╔══

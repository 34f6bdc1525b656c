//! Black-box tests for the bookkeeping facade over the in-memory stores.

use std::sync::Arc;

use chrono::{Duration, NaiveDate, Utc};

use stockbook_core::{DomainError, ItemId, PartyId, ProductId, approx_eq};
use stockbook_engine::Bookkeeper;
use stockbook_infra::{InMemoryInventoryStore, InMemoryLedgerStore, InMemorySnapshotStore};
use stockbook_inventory::{
    AdjustmentEntry, HistoryFilter, MovementKind, ProductionOrder, PurchaseEntry, Recipe,
    RecipeLine, StockItem, StockStatus,
};
use stockbook_ledger::{EntryAmount, Party, PartyKind, Posting, TransactionKind};
use stockbook_units::{Unit, UnitScheme};

type Books = Bookkeeper<
    Arc<InMemoryInventoryStore>,
    Arc<InMemoryLedgerStore>,
    Arc<InMemorySnapshotStore>,
>;

fn books() -> Books {
    stockbook_observability::init();
    Bookkeeper::new(
        Arc::new(InMemoryInventoryStore::new()),
        Arc::new(InMemoryLedgerStore::new()),
        Arc::new(InMemorySnapshotStore::new()),
    )
}

fn today() -> NaiveDate {
    Utc::now().date_naive()
}

fn kg_item(name: &str) -> StockItem {
    StockItem::new(
        ItemId::new(),
        name,
        UnitScheme::primary_only(Unit::new("kg", "Kilogram", "kg")),
    )
}

fn purchase(item_id: ItemId, quantity: f64, cost: f64, date: NaiveDate) -> PurchaseEntry {
    PurchaseEntry {
        item_id,
        quantity,
        cost_per_unit: cost,
        supplier: None,
        invoice_no: None,
        batch_no: None,
        expiry: None,
        date,
    }
}

fn posting(party_id: PartyId, amount: EntryAmount, date: NaiveDate) -> Posting {
    Posting {
        party_id,
        transaction_date: date,
        description: "Ledger entry".to_string(),
        amount,
        kind: TransactionKind::Sale,
        reference: None,
        payment_method: None,
        notes: None,
    }
}

#[test]
fn costing_scenario_purchases_then_production() {
    let books = books();
    let flour = kg_item("Flour");
    let flour_id = flour.id;
    books.register_item(flour);

    let receipt = books
        .apply_purchase(purchase(flour_id, 100.0, 0.50, today()))
        .unwrap();
    assert!(approx_eq(receipt.item.current_stock, 100.0));
    assert!(approx_eq(receipt.item.average_cost, 0.50));
    assert!(approx_eq(receipt.item.total_value, 50.0));

    let receipt = books
        .apply_purchase(purchase(flour_id, 50.0, 0.80, today()))
        .unwrap();
    assert!(approx_eq(receipt.item.current_stock, 150.0));
    assert!(approx_eq(receipt.item.average_cost, 0.60));
    assert!(approx_eq(receipt.item.total_value, 90.0));

    let product = ProductId::new();
    let entry = books
        .apply_production(ProductionOrder {
            product_id: product,
            quantity: 1.0,
            recipe: Recipe::new(
                product,
                vec![RecipeLine {
                    item_id: flour_id,
                    quantity_per_batch: 120.0,
                }],
            ),
            date: today(),
            reference: None,
        })
        .unwrap();

    assert_eq!(entry.consumed.len(), 1);
    assert!(approx_eq(entry.consumed[0].cost_allocated, 72.0));
    assert!(approx_eq(entry.total_cost(), 72.0));

    let item = books.item(&flour_id).unwrap();
    assert!(approx_eq(item.current_stock, 30.0));
    assert!(approx_eq(item.average_cost, 0.60));
    assert!(approx_eq(item.total_value, 18.0));
    assert!(item.value_consistent());

    let history = books.stock_history(&HistoryFilter::for_item(flour_id));
    assert_eq!(history.len(), 3);
    assert_eq!(history[0].kind, MovementKind::Purchase);
    assert_eq!(history[2].kind, MovementKind::Production);
    assert!(approx_eq(history[2].quantity, -120.0));
}

#[test]
fn short_production_changes_nothing_and_lists_the_shortfall() {
    let books = books();
    let sugar = kg_item("Sugar");
    let sugar_id = sugar.id;
    books.register_item(sugar);
    books
        .apply_purchase(purchase(sugar_id, 30.0, 1.0, today()))
        .unwrap();

    let product = ProductId::new();
    let err = books
        .apply_production(ProductionOrder {
            product_id: product,
            quantity: 1.0,
            recipe: Recipe::new(
                product,
                vec![RecipeLine {
                    item_id: sugar_id,
                    quantity_per_batch: 50.0,
                }],
            ),
            date: today(),
            reference: None,
        })
        .unwrap_err();

    match err {
        DomainError::InsufficientStock { shortfalls } => {
            assert_eq!(shortfalls.len(), 1);
            assert_eq!(shortfalls[0].item_id, sugar_id);
            assert!(approx_eq(shortfalls[0].required, 50.0));
            assert!(approx_eq(shortfalls[0].available, 30.0));
        }
        other => panic!("expected InsufficientStock, got {other:?}"),
    }

    let item = books.item(&sugar_id).unwrap();
    assert!(approx_eq(item.current_stock, 30.0));
    assert_eq!(
        books.stock_history(&HistoryFilter::for_item(sugar_id)).len(),
        1
    );
}

#[test]
fn multi_ingredient_production_is_all_or_nothing() {
    let books = books();
    let flour = kg_item("Flour");
    let butter = kg_item("Butter");
    let (flour_id, butter_id) = (flour.id, butter.id);
    books.register_item(flour);
    books.register_item(butter);
    books
        .apply_purchase(purchase(flour_id, 100.0, 0.50, today()))
        .unwrap();
    books
        .apply_purchase(purchase(butter_id, 2.0, 8.0, today()))
        .unwrap();

    let product = ProductId::new();
    let err = books
        .apply_production(ProductionOrder {
            product_id: product,
            quantity: 1.0,
            recipe: Recipe::new(
                product,
                vec![
                    RecipeLine {
                        item_id: flour_id,
                        quantity_per_batch: 10.0,
                    },
                    RecipeLine {
                        item_id: butter_id,
                        quantity_per_batch: 5.0,
                    },
                ],
            ),
            date: today(),
            reference: None,
        })
        .unwrap_err();
    assert!(matches!(err, DomainError::InsufficientStock { .. }));

    // The satisfiable ingredient must not have been deducted either.
    assert!(approx_eq(books.item(&flour_id).unwrap().current_stock, 100.0));
    assert!(approx_eq(books.item(&butter_id).unwrap().current_stock, 2.0));
}

#[test]
fn ledger_scenario_backdated_debit_recomputes_the_tail() {
    let books = books();
    let party = Party::new(PartyId::new(), "Acme Traders", PartyKind::Customer, 0.0);
    let party_id = party.id;
    books.register_party(party);

    let t1 = books
        .post_transaction(posting(
            party_id,
            EntryAmount::Debit(500.0),
            today() - Duration::days(10),
        ))
        .unwrap();
    assert!(approx_eq(t1.running_balance, 500.0));

    let t2 = books
        .post_transaction(posting(
            party_id,
            EntryAmount::Credit(200.0),
            today() - Duration::days(5),
        ))
        .unwrap();
    assert!(approx_eq(t2.running_balance, 300.0));

    // Backdated before both.
    let t3 = books
        .post_transaction(posting(
            party_id,
            EntryAmount::Debit(100.0),
            today() - Duration::days(20),
        ))
        .unwrap();
    assert!(approx_eq(t3.running_balance, 100.0));

    let statement = books.party_statement(&party_id).unwrap();
    let balances: Vec<f64> = statement
        .transactions
        .iter()
        .map(|t| t.running_balance)
        .collect();
    assert!(approx_eq(balances[0], 100.0));
    assert!(approx_eq(balances[1], 600.0));
    assert!(approx_eq(balances[2], 400.0));
    assert!(approx_eq(statement.total_debit, 600.0));
    assert!(approx_eq(statement.total_credit, 200.0));
    assert!(approx_eq(statement.party.current_balance, 400.0));

    let rows = statement.rows();
    assert_eq!(rows.len(), 3);
    assert!(approx_eq(rows[1].debit, 500.0));
    assert!(approx_eq(rows[1].balance, 600.0));
}

#[test]
fn posting_validation_rejects_without_state_change() {
    let books = books();
    let party = Party::new(PartyId::new(), "Acme Traders", PartyKind::Customer, 0.0);
    let party_id = party.id;
    books.register_party(party);

    // Future date.
    let err = books
        .post_transaction(posting(
            party_id,
            EntryAmount::Debit(50.0),
            today() + Duration::days(1),
        ))
        .unwrap_err();
    assert!(matches!(err, DomainError::Validation(_)));

    // Unknown party.
    let err = books
        .post_transaction(posting(PartyId::new(), EntryAmount::Debit(50.0), today()))
        .unwrap_err();
    assert!(matches!(err, DomainError::NotFound { .. }));

    let statement = books.party_statement(&party_id).unwrap();
    assert!(statement.transactions.is_empty());
    assert!(approx_eq(statement.party.current_balance, 0.0));
}

#[test]
fn day_close_freezes_state_and_refuses_to_run_twice() {
    let books = books();
    let mut flour = kg_item("Flour");
    flour.units = UnitScheme::with_secondary(
        Unit::new("kg", "Kilogram", "kg"),
        Unit::new("g", "Gram", "g"),
        1000.0,
    );
    let flour_id = flour.id;
    books.register_item(flour);

    let close_date = today() - Duration::days(1);
    books
        .apply_purchase(purchase(flour_id, 10.0, 2.0, close_date))
        .unwrap();

    let report = books.close_day(close_date).unwrap();
    assert_eq!(report.items_closed, 1);
    assert!(report.is_clean());
    assert!(books.day_is_closed(close_date));

    let snap = books.snapshot(close_date, &flour_id).unwrap();
    assert!(approx_eq(snap.primary_quantity, 10.0));
    assert_eq!(snap.secondary_quantity, Some(10_000.0));
    assert!(approx_eq(snap.average_cost, 2.0));
    assert!(snap.is_closed);

    // Re-closing the same date fails loudly.
    let err = books.close_day(close_date).unwrap_err();
    assert!(matches!(err, DomainError::AlreadyClosed { .. }));

    // A stock operation dated inside the closed period is rejected...
    let err = books
        .apply_purchase(purchase(flour_id, 1.0, 2.0, close_date))
        .unwrap_err();
    assert!(matches!(err, DomainError::Validation(_)));

    // ...while a later-dated correction goes through and leaves the frozen
    // snapshot untouched.
    books
        .apply_purchase(purchase(flour_id, 5.0, 3.0, today()))
        .unwrap();
    let snap_after = books.snapshot(close_date, &flour_id).unwrap();
    assert_eq!(snap_after, snap);
}

#[test]
fn day_close_is_best_effort_across_items() {
    let books = books();
    let good = kg_item("Flour");
    let good_id = good.id;
    books.register_item(good);

    // Broken conversion factor: capture fails for this item only.
    let mut broken = kg_item("Sugar");
    broken.units = UnitScheme::with_secondary(
        Unit::new("kg", "Kilogram", "kg"),
        Unit::new("g", "Gram", "g"),
        0.0,
    );
    let broken_id = broken.id;
    books.register_item(broken);

    let close_date = today();
    let report = books.close_day(close_date).unwrap();
    assert_eq!(report.items_closed, 1);
    assert_eq!(report.failures.len(), 1);
    assert_eq!(report.failures[0].item_id, broken_id);
    assert!(matches!(
        report.failures[0].error,
        DomainError::InvalidConversion(_)
    ));

    assert!(books.snapshot(close_date, &good_id).is_some());
    assert!(books.snapshot(close_date, &broken_id).is_none());
}

#[test]
fn inactive_items_are_skipped_by_close_and_rejected_by_commands() {
    let books = books();
    let mut retired = kg_item("Retired");
    retired.active = false;
    let retired_id = retired.id;
    books.register_item(retired);

    let err = books
        .apply_purchase(purchase(retired_id, 1.0, 1.0, today()))
        .unwrap_err();
    assert!(matches!(err, DomainError::Validation(_)));

    let report = books.close_day(today()).unwrap();
    assert_eq!(report.items_closed, 0);
    assert!(books.snapshot(today(), &retired_id).is_none());
}

#[test]
fn adjustment_corrects_stock_without_moving_the_cost_basis() {
    let books = books();
    let flour = kg_item("Flour");
    let flour_id = flour.id;
    books.register_item(flour);
    books
        .apply_purchase(purchase(flour_id, 20.0, 1.5, today()))
        .unwrap();

    let receipt = books
        .apply_adjustment(AdjustmentEntry {
            item_id: flour_id,
            quantity: -2.5,
            reason: "stocktake variance".to_string(),
            date: today(),
        })
        .unwrap();
    assert!(approx_eq(receipt.item.current_stock, 17.5));
    assert!(approx_eq(receipt.item.average_cost, 1.5));
    assert_eq!(receipt.record.kind, MovementKind::Adjustment);

    let history = books.stock_history(&HistoryFilter::for_item(flour_id));
    assert_eq!(history.len(), 2);
    assert!(approx_eq(history[1].quantity, -2.5));
}

#[test]
fn stock_overview_derives_status_from_reorder_level() {
    let books = books();

    let mut low = kg_item("Butter");
    low.reorder_level = 10.0;
    let low_id = low.id;
    books.register_item(low);
    books
        .apply_purchase(purchase(low_id, 5.0, 1.0, today()))
        .unwrap();

    let empty = kg_item("Anise");
    books.register_item(empty);

    let mut healthy = kg_item("Flour");
    healthy.reorder_level = 1.0;
    let healthy_id = healthy.id;
    books.register_item(healthy);
    books
        .apply_purchase(purchase(healthy_id, 40.0, 1.0, today()))
        .unwrap();

    let rows = books.stock_overview();
    assert_eq!(rows.len(), 3);
    // Sorted by name: Anise, Butter, Flour.
    assert_eq!(rows[0].status, StockStatus::OutOfStock);
    assert_eq!(rows[1].status, StockStatus::LowStock);
    assert_eq!(rows[2].status, StockStatus::InStock);
}

#[test]
fn history_supports_date_ranges_across_items() {
    let books = books();
    let flour = kg_item("Flour");
    let sugar = kg_item("Sugar");
    let (flour_id, sugar_id) = (flour.id, sugar.id);
    books.register_item(flour);
    books.register_item(sugar);

    let d0 = today() - Duration::days(6);
    let d1 = today() - Duration::days(3);
    books.apply_purchase(purchase(flour_id, 1.0, 1.0, d0)).unwrap();
    books.apply_purchase(purchase(sugar_id, 2.0, 1.0, d1)).unwrap();
    books
        .apply_purchase(purchase(flour_id, 3.0, 1.0, today()))
        .unwrap();

    let all = books.stock_history(&HistoryFilter::all());
    assert_eq!(all.len(), 3);
    assert!(all.windows(2).all(|w| (w[0].date, w[0].sequence) <= (w[1].date, w[1].sequence)));

    let ranged = books.stock_history(&HistoryFilter::all().between(d1, today()));
    assert_eq!(ranged.len(), 2);

    let flour_only = books.stock_history(&HistoryFilter::for_item(flour_id));
    assert_eq!(flour_only.len(), 2);
}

╚══

■ Task goal ■
Within the listing above, work out the number of lines that hold "failures", and give that number alone.

■ Solution to the exercise ■
3